US 12,307,567 B2
Methods and systems for emotion-controllable generalized talking face generation
Sanjana Sinha, Kolkata (IN); Sandika Biswas, Kolkata (IN); and Brojeshwar Bhowmick, Kolkata (IN)
Assigned to Tata Consultancy Services Limited, Mumbai (IN)
Filed by Tata Consultancy Services Limited, Mumbai (IN)
Filed on Feb. 2, 2023, as Appl. No. 18/163,704.
Claims priority of application No. 202221025055 (IN), filed on Apr. 28, 2022.
Prior Publication US 2023/0351662 A1, Nov. 2, 2023
Int. Cl. G06T 13/40 (2011.01); G06N 3/0455 (2023.01); G06T 13/20 (2011.01); G06V 10/80 (2022.01); G06V 40/16 (2022.01); G10L 25/63 (2013.01)

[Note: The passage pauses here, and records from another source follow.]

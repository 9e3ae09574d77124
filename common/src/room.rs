use std::sync::Arc;

use chrono::{Duration, NaiveDateTime};
use serde_json::{json, Map, Value};
use tracing::{debug, info, warn};

use crate::{
    conditional::ConditionalResolver,
    config::RoomSetup,
    host::{Output, SharedHost, StateChange, Subscription, TimerHandle, TimerTarget},
    modes::ModeTable,
    schedule::{BoundaryKind, Schedule},
    thermostat::RoomThermostat,
    types::{EntityId, HeatingEvent, NextChange, RoomStatus, ScheduledState},
};

/// What a subscribed entity means to the room it belongs to.
#[derive(Debug, Clone, Copy, PartialEq, Eq)]
pub enum Trigger {
    Condition,
    ControlPointState,
    ControlPointSetpoint,
    DeviceState,
    DeviceTemperature,
    Sensor,
}

/// Binds the schedule picked by the conditional rules to the room
/// thermostat and keeps one daily timer per item boundary of that schedule.
pub struct Room {
    name: String,
    host: SharedHost,
    thermostat: RoomThermostat,
    modes: ModeTable,
    default_mode: String,
    resolver: ConditionalResolver,
    active: Arc<Schedule>,
    timers: Vec<TimerHandle>,
    boundary_offset: Duration,
    next_change_entity: EntityId,
}

impl Room {
    pub fn new(setup: RoomSetup, host: SharedHost) -> Self {
        let RoomSetup {
            name,
            control_point,
            devices,
            sensors,
            modes,
            default_mode,
            resolver,
            limits,
            boundary_offset,
        } = setup;

        let thermostat = RoomThermostat::new(
            name.clone(),
            host.clone(),
            control_point,
            devices,
            sensors,
            limits,
        );
        let active = resolver.default_schedule().clone();
        let next_change_entity = EntityId::status_sensor(&name, "scheduled_change");

        Self {
            name,
            host,
            thermostat,
            modes,
            default_mode,
            resolver,
            active,
            timers: Vec::new(),
            boundary_offset,
            next_change_entity,
        }
    }

    pub fn name(&self) -> &str {
        &self.name
    }

    pub fn active_schedule(&self) -> &Arc<Schedule> {
        &self.active
    }

    pub fn thermostat(&self) -> &RoomThermostat {
        &self.thermostat
    }

    pub fn timers(&self) -> &[TimerHandle] {
        &self.timers
    }

    pub fn subscriptions(&self) -> Vec<(Subscription, Trigger)> {
        let mut subscriptions: Vec<_> = self
            .resolver
            .sources()
            .map(|entity_id| (Subscription::state(entity_id.clone()), Trigger::Condition))
            .collect();
        subscriptions.extend(self.thermostat.subscriptions());
        subscriptions
    }

    pub fn start(&mut self) {
        self.thermostat.refresh_sensors();
        self.thermostat.ensure_on();
        self.resolve(true);
    }

    pub fn stop(&mut self) {
        for handle in self.timers.drain(..) {
            self.host.cancel_timer(handle);
        }
    }

    /// Mode and temperature in effect at `at`; the default mode fills the
    /// gaps between items.
    pub fn current_state(&self, at: NaiveDateTime) -> Option<ScheduledState> {
        let mode = self
            .active
            .current_item_at(at)
            .map_or(self.default_mode.as_str(), |item| item.mode.as_str());
        let temperature = self.modes.temperature(mode)?;
        Some(ScheduledState {
            mode: mode.to_string(),
            temperature,
        })
    }

    /// The next boundary of the active schedule and what takes effect there.
    /// Leaving an item falls back to the default mode.
    pub fn next_state(&self, now: NaiveDateTime) -> Option<NextChange> {
        let (at, boundary) = self.active.next_change(now)?;
        let mode = match boundary.kind {
            BoundaryKind::Current => self.default_mode.as_str(),
            BoundaryKind::Next => boundary.item.mode.as_str(),
        };
        let temperature = self.modes.temperature(mode)?;
        Some(NextChange {
            at,
            mode: mode.to_string(),
            temperature,
            schedule: self.active.name().to_string(),
        })
    }

    /// Re-evaluates the conditional rules. When the schedule changes, or
    /// `force` is set, every boundary timer is replaced and the current
    /// target is written. Returns whether that happened.
    pub fn resolve(&mut self, force: bool) -> bool {
        let host = &self.host;
        let resolved = self
            .resolver
            .resolve(|entity_id| host.state(entity_id))
            .clone();

        let changed = resolved.name() != self.active.name();
        if changed {
            info!(
                room = %self.name,
                from = self.active.name(),
                to = resolved.name(),
                "switching schedule"
            );
            self.active = resolved;
            self.host.fire_event(HeatingEvent::ScheduleChanged {
                room: self.name.clone(),
                schedule: self.active.name().to_string(),
            });
        } else if !force {
            debug!(room = %self.name, schedule = self.active.name(), "schedule unchanged");
            return false;
        }

        self.install_timers();
        let now = self.host.now();
        self.apply_at(now, true);
        true
    }

    pub fn on_timer(&mut self, handle: TimerHandle, target: &TimerTarget) {
        if !self.timers.contains(&handle) {
            debug!(room = %self.name, at = %target.at, "ignoring timer of a replaced schedule");
            return;
        }

        info!(room = %self.name, at = %target.at, schedule = self.active.name(), "schedule boundary reached");
        let at = self.host.now() + self.boundary_offset;
        self.apply_at(at, true);
    }

    pub fn handle(&mut self, trigger: Trigger, change: &StateChange) {
        let new = change.new.as_deref();
        match trigger {
            Trigger::Condition => {
                self.resolve(false);
            }
            Trigger::ControlPointState => self.thermostat.on_state_changed(new),
            Trigger::ControlPointSetpoint => self.thermostat.on_setpoint_changed(new),
            Trigger::DeviceState => {
                self.thermostat
                    .on_device_state_changed(&change.entity_id, change.old.as_deref(), new)
            }
            Trigger::DeviceTemperature => self.thermostat.on_device_temperature_changed(),
            Trigger::Sensor => self.thermostat.on_sensor_changed(&change.entity_id, new),
        }
    }

    pub fn status(&self) -> RoomStatus {
        let now = self.host.now();
        RoomStatus {
            room: self.name.clone(),
            schedule: self.active.name().to_string(),
            mode: self.current_state(now).map(|state| state.mode),
            auto_target: self.thermostat.auto_target(),
            target: self.thermostat.target(),
            control: self.thermostat.control_state(),
            temperature: self.thermostat.room_temperature().value(),
            next_change: self.next_state(now),
        }
    }

    fn install_timers(&mut self) {
        for handle in self.timers.drain(..) {
            self.host.cancel_timer(handle);
        }

        for item in self.active.items() {
            for at in [item.start, item.end] {
                let target = TimerTarget {
                    room: self.name.clone(),
                    at,
                };
                self.timers
                    .push(self.host.run_daily(at, item.weekdays, target));
            }
        }
        debug!(room = %self.name, timers = self.timers.len(), "boundary timers installed");
    }

    fn apply_at(&mut self, at: NaiveDateTime, force: bool) {
        match self.current_state(at) {
            Some(state) => {
                info!(
                    room = %self.name,
                    schedule = self.active.name(),
                    mode = %state.mode,
                    temperature = state.temperature,
                    "applying schedule"
                );
                self.thermostat.apply_auto_target(state.temperature, force);
            }
            None => warn!(room = %self.name, "current mode has no temperature"),
        }
        self.publish_next_change(at);
    }

    fn publish_next_change(&self, now: NaiveDateTime) {
        let next = self.next_state(now);

        let mut attributes = Map::new();
        attributes.insert(
            "mode".to_string(),
            next.as_ref().map_or(Value::Null, |next| json!(next.mode)),
        );
        attributes.insert(
            "temperature".to_string(),
            next.as_ref().map_or(Value::Null, |next| json!(next.temperature)),
        );
        attributes.insert("schedule".to_string(), json!(self.active.name()));

        let state = next.as_ref().map_or_else(
            || "undefined".to_string(),
            |next| next.at.format("%Y-%m-%dT%H:%M:%S").to_string(),
        );
        self.host.set_output(Output {
            entity_id: self.next_change_entity.clone(),
            state,
            attributes,
        });
    }
}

CPC G06T 13/40 (2013.01) [G06N 3/0455 (2023.01); G06T 13/205 (2013.01); G06V 10/806 (2022.01); G06V 40/171 (2022.01); G10L 25/63 (2013.01)] 13 Claims
OG exemplary drawing
 
7. A system comprising:
a memory storing instructions;
one or more input/output (I/O) interfaces; and
one or more hardware processors coupled to the memory via the one or more I/O interfaces, wherein the one or more hardware processors are configured by the instructions to:
receive a plurality of training samples, wherein each training sample of the plurality of training samples comprises a speech audio input data, an emotion input data comprising an emotion type and an emotion intensity, an input image of a target subject in a neutral emotion, and a ground-truth image corresponding to the emotion input data;
train a geometry-aware landmark generation network, with each training sample at a time, until the plurality of training samples is completed, to obtain a trained speech and emotion driven geometry-aware landmark generation model, wherein the geometry-aware landmark generation network comprises an audio encoder network, a first emotion encoder network, a graph encoder network, and a graph decoder network, and wherein training the geometry-aware landmark generation network with each training sample comprises:
obtaining a set of emotion-invariant speech embedding features, from the speech audio input data present in the training sample, using the audio encoder network;
obtaining a set of first emotion embedding features, from the emotion input data present in the training sample, using the first emotion encoder network;
obtaining a set of graph embedding features, from the input image of the target subject in the neutral emotion present in the training sample, using the graph encoder network;
concatenating (i) the set of emotion-invariant speech embedding features, (ii) the set of first emotion embedding features, and (iii) the set of graph embedding features, to obtain concatenated embedding features of the training sample;
decoding the concatenated embedding features of the training sample, to predict a landmark graph of the training sample, using the graph decoder network, wherein the predicted landmark graph comprises an ordered graph representation of predicted speech and emotion driven geometry-aware facial landmarks of the training sample;
minimizing a loss function of the geometry-aware landmark generation network, wherein the loss function computes a difference between the predicted landmark graph of the training sample, and a ground-truth landmark graph obtained from the ground-truth image corresponding to the training sample; and
updating weights of the geometry-aware landmark generation network, based on the minimization of the loss function of the geometry-aware landmark generation network; and
train a flow-guided texture generation network with each training sample at a time, until the plurality of training samples is completed, to obtain a trained flow-guided texture generation model, using the predicted landmark graph of each training sample, wherein the flow-guided texture generation network comprises an image encoder network, a landmark encoder network, a second emotion encoder network, a feature concatenation encoder-decoder network, and an image decoder network, and wherein training the flow-guided texture generation network with each training sample comprises:
obtaining a set of identity features from the input image of the target subject in the neutral emotion present in the training sample, using the image encoder network;
obtaining a set of differential landmark features, from the predicted landmark graph of the training sample and the neutral landmark graph corresponding to the input image of the target subject in the neutral emotion present in the training sample, using the landmark encoder network;
obtaining a set of second emotion embedding features, from the emotion input data present in the training sample, using the second emotion encoder network;
combining (i) the set of identity features, (ii) the set of differential landmark features, (iii) the set of second emotion embedding features, to obtain a dense flow map and an occlusion map, for the training sample, using the feature concatenation encoder-decoder network;
passing the dense flow map and the occlusion map for the training sample, to the image decoder network, to predict an emotional talking face image for the target subject present in the training sample, wherein the predicted emotional talking face image comprises the speech audio input data and the emotion input data corresponding to the training sample;
minimizing a loss function of the flow-guided texture generation network, wherein the loss function of the flow-guided texture generation network computes the difference between the predicted emotional talking face image of the training sample, and the ground-truth image corresponding to the training sample; and
updating weights of the flow-guided texture generation network, based on the minimization of the loss function of the flow-guided texture generation network.